Ken Tamplin (born December 11, 1963) is an American vocal coach, YouTuber, and former Christian rock performer. Founder of Ken Tamplin Vocal Academy, Tamplin is known for his vocal range and vocal training methods. He has contributed to his solo albums as a singer-songwriter, musician, arranger, record producer, and audio engineer (mixing and mastering). Tamplin has also composed music for television, movies, and commercials.

Early years
Tamplin began playing guitar at age six and singing at age nine. Despite being raised in a Christian home, he was not openly Christian until some time before he began his musical career. "I've been on fire for Him ever since", Tamplin was quoted as saying.

Career
Tamplin is one of the founding members of the group Shout, along with Chuck King. He is also the winner of four GMA Dove Awards, including Hard Music Album of the Year at the 25th GMA Dove Awards in 1994, for his album Tamplin; and received 12 nominations.

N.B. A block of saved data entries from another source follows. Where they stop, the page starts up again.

/*
[INPUT]:  Error sources (config, transport, rate limiting, exchange rejections, decoding)
[OUTPUT]: Structured error types with category, exchange context and retry hints
[POS]:    Error handling layer - unified error types for entire crate
[UPDATE]: When adding new error sources or changing retry classification
*/

use std::fmt;
use std::time::Duration;

use reqwest::StatusCode;
use serde::Deserialize;
use thiserror::Error;

/// Coarse error class a caller can branch on
#[derive(Debug, Clone, Copy, PartialEq, Eq)]
pub enum ErrorCategory {
    Configuration,
    Network,
    RateLimited,
    Rejected,
    Protocol,
}

/// Which side decided the request was over budget
#[derive(Debug, Clone, Copy, PartialEq, Eq)]
pub enum RateLimitOrigin {
    /// The local budget was exhausted before anything was sent
    Local,
    /// The exchange answered 429/418
    Server,
}

impl fmt::Display for RateLimitOrigin {
    fn fmt(&self, f: &mut fmt::Formatter<'_>) -> fmt::Result {
        match self {
            RateLimitOrigin::Local => f.write_str("local budget"),
            RateLimitOrigin::Server => f.write_str("server"),
        }
    }
}

/// Main error type for the BYDFi adapter
#[derive(Error, Debug)]
pub enum BydfiError {
    /// Missing or invalid client configuration (credentials, parameters)
    #[error("Configuration error: {0}")]
    Config(String),

    /// Connection failure or 5xx answer
    #[error("Network error: {message}")]
    Network {
        message: String,
        status: Option<u16>,
    },

    /// Request exceeded its deadline
    #[error("Request timed out after {}ms", .duration.as_millis())]
    Timeout { duration: Duration },

    /// Local or server rate limit exceeded
    #[error("Rate limit exceeded ({origin}): {message}")]
    RateLimited {
        origin: RateLimitOrigin,
        retry_after: Option<Duration>,
        code: Option<i64>,
        message: String,
    },

    /// Exchange refused the request (validation or business error)
    #[error("Request rejected (HTTP {status}, code {code:?}): {message}")]
    Rejected {
        status: u16,
        code: Option<i64>,
        message: String,
    },

    /// Response did not match the expected schema
    #[error("Protocol error: {0}")]
    Protocol(String),

    /// URL parsing failed
    #[error("Invalid URL: {0}")]
    UrlParse(#[from] url::ParseError),

    /// WebSocket transport error
    #[error("WebSocket error: {0}")]
    WebSocket(String),
}

impl From<serde_json::Error> for BydfiError {
    fn from(err: serde_json::Error) -> Self {
        BydfiError::Protocol(err.to_string())
    }
}

/// Error body the exchange returns alongside non-2xx statuses
#[derive(Debug, Deserialize)]
struct ErrorBody {
    #[serde(default)]
    code: Option<i64>,
    #[serde(default)]
    msg: Option<String>,
}

impl BydfiError {
    /// Map a transport error, keeping timeouts distinguishable
    pub fn from_reqwest(err: reqwest::Error, timeout: Duration) -> Self {
        if err.is_timeout() {
            return BydfiError::Timeout { duration: timeout };
        }
        if err.is_decode() {
            return BydfiError::Protocol(err.to_string());
        }
        BydfiError::Network {
            message: err.to_string(),
            status: err.status().map(|status| status.as_u16()),
        }
    }

    /// Build a rejection from a non-2xx status and the raw response body
    pub fn rejected(status: StatusCode, body: &str) -> Self {
        let (code, message) = parse_error_body(status, body);
        BydfiError::Rejected {
            status: status.as_u16(),
            code,
            message,
        }
    }

    /// Taxonomy class of this error
    pub fn category(&self) -> ErrorCategory {
        match self {
            BydfiError::Config(_) | BydfiError::UrlParse(_) => ErrorCategory::Configuration,
            BydfiError::Network { .. } | BydfiError::Timeout { .. } | BydfiError::WebSocket(_) => {
                ErrorCategory::Network
            }
            BydfiError::RateLimited { .. } => ErrorCategory::RateLimited,
            BydfiError::Rejected { .. } => ErrorCategory::Rejected,
            BydfiError::Protocol(_) => ErrorCategory::Protocol,
        }
    }

    /// Check if the error is retryable
    pub fn is_retryable(&self) -> bool {
        matches!(
            self,
            BydfiError::Network { .. }
                | BydfiError::RateLimited { .. }
                | BydfiError::Timeout { .. }
                | BydfiError::WebSocket(_)
        )
    }

    /// Server-provided wait hint, if any
    pub fn retry_delay(&self) -> Option<Duration> {
        match self {
            BydfiError::RateLimited { retry_after, .. } => *retry_after,
            _ => None,
        }
    }

    /// Check if error indicates authentication failure
    pub fn is_auth_error(&self) -> bool {
        matches!(
            self,
            BydfiError::Rejected { status, .. } if *status == 401 || *status == 403
        )
    }
}

/// Extract `(code, msg)` from an exchange error body, falling back to the status text
pub(crate) fn parse_error_body(status: StatusCode, body: &str) -> (Option<i64>, String) {
    let fallback = || {
        status
            .canonical_reason()
            .map(str::to_string)
            .unwrap_or_else(|| format!("HTTP {}", status.as_u16()))
    };

    match serde_json::from_str::<ErrorBody>(body) {
        Ok(parsed) => (parsed.code, parsed.msg.unwrap_or_else(fallback)),
        Err(_) if body.trim().is_empty() => (None, fallback()),
        Err(_) => (None, body.trim().to_string()),
    }
}

/// Result type alias for BYDFi operations
pub type Result<T> = std::result::Result<T, BydfiError>;
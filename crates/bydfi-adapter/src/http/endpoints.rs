/*
[INPUT]:  REST operation names
[OUTPUT]: Static endpoint descriptors (method, path, auth, rate category, retry safety)
[POS]:    HTTP layer - endpoint table consumed by the dispatcher
[UPDATE]: When adding endpoints or changing their classification
*/

use reqwest::Method;

use crate::http::{RateCategory, RequestParams};

#[derive(Debug, Clone, Copy, PartialEq, Eq)]
pub enum HttpMethod {
    Get,
    Post,
    Delete,
}

impl HttpMethod {
    pub fn as_reqwest(&self) -> Method {
        match self {
            HttpMethod::Get => Method::GET,
            HttpMethod::Post => Method::POST,
            HttpMethod::Delete => Method::DELETE,
        }
    }

    pub fn as_str(&self) -> &'static str {
        match self {
            HttpMethod::Get => "GET",
            HttpMethod::Post => "POST",
            HttpMethod::Delete => "DELETE",
        }
    }
}

/// Whether the endpoint needs a signature
#[derive(Debug, Clone, Copy, PartialEq, Eq)]
pub enum Security {
    Public,
    Signed,
}

/// Whether repeating the request can change exchange state twice
#[derive(Debug, Clone, Copy, PartialEq, Eq)]
pub enum Idempotency {
    Idempotent,
    Mutating,
}

/// Static description of a REST endpoint
#[derive(Debug, Clone, Copy, PartialEq, Eq)]
pub struct Endpoint {
    pub method: HttpMethod,
    pub path: &'static str,
    pub security: Security,
    pub category: RateCategory,
    pub idempotency: Idempotency,
    /// Client-supplied token that makes a mutating call safe to repeat
    pub idempotency_param: Option<&'static str>,
}

impl Endpoint {
    pub const fn public(method: HttpMethod, path: &'static str) -> Self {
        Self {
            method,
            path,
            security: Security::Public,
            category: RateCategory::Market,
            idempotency: Idempotency::Idempotent,
            idempotency_param: None,
        }
    }

    pub const fn signed(method: HttpMethod, path: &'static str, category: RateCategory) -> Self {
        Self {
            method,
            path,
            security: Security::Signed,
            category,
            idempotency: Idempotency::Idempotent,
            idempotency_param: None,
        }
    }

    pub const fn mutating(self, idempotency_param: Option<&'static str>) -> Self {
        Self {
            idempotency: Idempotency::Mutating,
            idempotency_param,
            ..self
        }
    }

    pub fn is_signed(&self) -> bool {
        self.security == Security::Signed
    }

    /// A request may be re-sent only if it is idempotent, or mutating but
    /// carrying its idempotency token.
    pub fn is_retry_safe(&self, params: &RequestParams) -> bool {
        match self.idempotency {
            Idempotency::Idempotent => true,
            Idempotency::Mutating => self
                .idempotency_param
                .is_some_and(|param| params.contains_key(param)),
        }
    }
}

/// Client order id param; doubles as the idempotency token for order creation
pub const CLIENT_ORDER_ID_PARAM: &str = "newClientOrderId";
/// Client withdrawal id; a withdrawal is only re-sent when it carries one
pub const WITHDRAW_ORDER_ID_PARAM: &str = "withdrawOrderId";

pub const PING: Endpoint = Endpoint::public(HttpMethod::Get, "/api/v1/ping");
pub const SERVER_TIME: Endpoint = Endpoint::public(HttpMethod::Get, "/api/v1/time");
pub const EXCHANGE_INFO: Endpoint = Endpoint::public(HttpMethod::Get, "/api/v1/exchangeInfo");
pub const TICKER: Endpoint = Endpoint::public(HttpMethod::Get, "/api/v1/ticker");
pub const TICKER_24HR: Endpoint = Endpoint::public(HttpMethod::Get, "/api/v1/ticker/24hr");
pub const TICKERS: Endpoint = Endpoint::public(HttpMethod::Get, "/api/v1/tickers");
pub const ORDER_BOOK: Endpoint = Endpoint::public(HttpMethod::Get, "/api/v1/depth");
pub const RECENT_TRADES: Endpoint = Endpoint::public(HttpMethod::Get, "/api/v1/trades");
pub const HISTORICAL_TRADES: Endpoint = Endpoint::public(HttpMethod::Get, "/api/v1/historicalTrades");
pub const KLINES: Endpoint = Endpoint::public(HttpMethod::Get, "/api/v1/klines");

pub const ACCOUNT: Endpoint = Endpoint::signed(HttpMethod::Get, "/api/v1/account", RateCategory::Account);
pub const BALANCE: Endpoint = Endpoint::signed(HttpMethod::Get, "/api/v1/balance", RateCategory::Account);
pub const QUERY_ORDER: Endpoint = Endpoint::signed(HttpMethod::Get, "/api/v1/order", RateCategory::Account);
pub const OPEN_ORDERS: Endpoint = Endpoint::signed(HttpMethod::Get, "/api/v1/openOrders", RateCategory::Account);
pub const ALL_ORDERS: Endpoint = Endpoint::signed(HttpMethod::Get, "/api/v1/allOrders", RateCategory::Account);
pub const MY_TRADES: Endpoint = Endpoint::signed(HttpMethod::Get, "/api/v1/myTrades", RateCategory::Account);

pub const CREATE_ORDER: Endpoint =
    Endpoint::signed(HttpMethod::Post, "/api/v1/order", RateCategory::Order).mutating(Some(CLIENT_ORDER_ID_PARAM));
// Cancelling twice leaves the order cancelled; the second call is rejected, not duplicated
pub const CANCEL_ORDER: Endpoint = Endpoint::signed(HttpMethod::Delete, "/api/v1/order", RateCategory::Order);
pub const CANCEL_ALL_ORDERS: Endpoint =
    Endpoint::signed(HttpMethod::Delete, "/api/v1/openOrders", RateCategory::Order);

pub const DEPOSIT_ADDRESS: Endpoint =
    Endpoint::signed(HttpMethod::Get, "/api/v1/capital/deposit/address", RateCategory::Account);
pub const DEPOSIT_HISTORY: Endpoint =
    Endpoint::signed(HttpMethod::Get, "/api/v1/capital/deposit/history", RateCategory::Account);
pub const WITHDRAW_HISTORY: Endpoint =
    Endpoint::signed(HttpMethod::Get, "/api/v1/capital/withdraw/history", RateCategory::Account);
pub const WITHDRAW: Endpoint = Endpoint::signed(HttpMethod::Post, "/api/v1/capital/withdraw", RateCategory::Order)
    .mutating(Some(WITHDRAW_ORDER_ID_PARAM));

In the 1980s, he auditioned for the German heavy metal band Accept, invited by producer Dieter Dierks.

In 2001, Tamplin produced the album Make Me Your Voice, featuring gospel singer Andraé Crouch, to help raise funds for Christian groups working in Sudan.

He has also managed surfers and models Aamion Goodwin and Daize Shayne.

Tamplin also runs the Ken Tamplin Vocal Academy. Former students include Gabriela Gunčíková, who later went on to success with the Trans-Siberian Orchestra and to represent the Czech Republic at Eurovision; and Xiomara Crystal, a featured singer on the Rock Meets Classic tour.

Personal life
Tamplin is married and has two children, including a son. He also has a brother, Lance, who is a pastor; and with whom he started Living Stones Fellowship in 2001, which was based at the La Tierra Elementary school in Mission Viejo—where he served as a worship director.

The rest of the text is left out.